**What you have to do**:
Please repeat each of the records that follow, exactly as written.
Input data START
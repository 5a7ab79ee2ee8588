//! Thermoplate lockstep run: heat a plate and print thermistor traces.
//!
//! Demonstrates:
//!   1. Describing a plate with `PhysicalParameters`
//!   2. Inspecting the derived discretization (mesh, `dt`, step count)
//!   3. Stepping batch by batch on the calling thread with `LockstepRun`
//!   4. Reading thermistors from each batch's snapshot
//!
//! Run with:
//!   cargo run --example quickstart

use thermoplate_core::{ActiveWindow, PhysicalParameters, PlatePoint, SourceDescriptor};
use thermoplate_engine::{ConfigError, DriverConfig, LockstepRun};

fn main() -> Result<(), ConfigError> {
    // ─── Plate ──────────────────────────────────────────────────
    //
    // Default 120 mm aluminium plate on a 40-cell mesh. The heater runs
    // for the first two minutes; a weaker perturbation kicks in at 60 s.
    let total_time_s = 300.0;
    let params = PhysicalParameters {
        mesh_resolution: 40,
        total_time_s,
        heater: SourceDescriptor {
            position: PlatePoint::new(30.0, 60.0),
            magnitude_w: 2.0,
            window: ActiveWindow::new(0.0, 120.0),
        },
        perturbation: SourceDescriptor {
            position: PlatePoint::new(90.0, 60.0),
            magnitude_w: 0.5,
            window: ActiveWindow::new(60.0, total_time_s),
        },
        ..Default::default()
    };

    let config = DriverConfig {
        batch_duration_s: 30.0,
        ..Default::default()
    };
    let mut run = LockstepRun::new(params, &config)?;

    let disc = run.engine().discretization();
    println!(
        "mesh {} x {}, dx = {:.2} mm, dt = {:.3} s, {} steps ({} per batch)",
        disc.nx,
        disc.ny,
        disc.dx * 1e3,
        disc.dt,
        disc.nt,
        run.steps_per_batch()
    );

    // ─── Batches ────────────────────────────────────────────────
    let names: Vec<String> = run.engine().thermistors().names().map(str::to_owned).collect();
    println!("{:>8} {:>7} {:>7}  {}", "time", "power", "pert", names.join("      "));
    while let Some(batch) = run.step_batch() {
        let snap = &batch.snapshot;
        let readings = run.engine().thermistors().read_celsius(snap);
        let cols: Vec<String> = readings.iter().map(|t| format!("{t:7.3}")).collect();
        println!(
            "{:>8.1} {:>7.3} {:>7.3}  {}",
            snap.time(),
            snap.power(),
            snap.perturbation(),
            cols.join(" ")
        );
    }

    let metrics = run.metrics();
    println!(
        "{} batches, {} steps, {:.2} us/step",
        metrics.batches,
        metrics.steps,
        metrics.mean_step_us().unwrap_or(0.0)
    );
    Ok(())
}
Input data END
**Answer**:
repository 5a7ab79ee2ee8588
//! Thermoplate lockstep run: heat a plate and print thermistor traces.
//!
//! Demonstrates:
//!   1. Describing a plate with `PhysicalParameters`
//!   2. Inspecting the derived discretization (mesh, `dt`, step count)
//!   3. Stepping batch by batch on the calling thread with `LockstepRun`
//!   4. Reading thermistors from each batch's snapshot
//!
//! Run with:
//!   cargo run --example quickstart

use thermoplate_core::{ActiveWindow, PhysicalParameters, PlatePoint, SourceDescriptor};
use thermoplate_engine::{ConfigError, DriverConfig, LockstepRun};

fn main() -> Result<(), ConfigError> {
    // ─── Plate ──────────────────────────────────────────────────
    //
    // Default 120 mm aluminium plate on a 40-cell mesh. The heater runs
    // for the first two minutes; a weaker perturbation kicks in at 60 s.
    let total_time_s = 300.0;
    let params = PhysicalParameters {
        mesh_resolution: 40,
        total_time_s,
        heater: SourceDescriptor {
            position: PlatePoint::new(30.0, 60.0),
            magnitude_w: 2.0,
            window: ActiveWindow::new(0.0, 120.0),
        },
        perturbation: SourceDescriptor {
            position: PlatePoint::new(90.0, 60.0),
            magnitude_w: 0.5,
            window: ActiveWindow::new(60.0, total_time_s),
        },
        ..Default::default()
    };

    let config = DriverConfig {
        batch_duration_s: 30.0,
        ..Default::default()
    };
    let mut run = LockstepRun::new(params, &config)?;

    let disc = run.engine().discretization();
    println!(
        "mesh {} x {}, dx = {:.2} mm, dt = {:.3} s, {} steps ({} per batch)",
        disc.nx,
        disc.ny,
        disc.dx * 1e3,
        disc.dt,
        disc.nt,
        run.steps_per_batch()
    );

    // ─── Batches ────────────────────────────────────────────────
    let names: Vec<String> = run.engine().thermistors().names().map(str::to_owned).collect();
    println!("{:>8} {:>7} {:>7}  {}", "time", "power", "pert", names.join("      "));
    while let Some(batch) = run.step_batch() {
        let snap = &batch.snapshot;
        let readings = run.engine().thermistors().read_celsius(snap);
        let cols: Vec<String> = readings.iter().map(|t| format!("{t:7.3}")).collect();
        println!(
            "{:>8.1} {:>7.3} {:>7.3}  {}",
            snap.time(),
            snap.power(),
            snap.perturbation(),
            cols.join(" ")
        );
    }

    let metrics = run.metrics();
    println!(
        "{} batches, {} steps, {:.2} us/step",
        metrics.batches,
        metrics.steps,
        metrics.mean_step_us().unwrap_or(0.0)
    );
    Ok(())
}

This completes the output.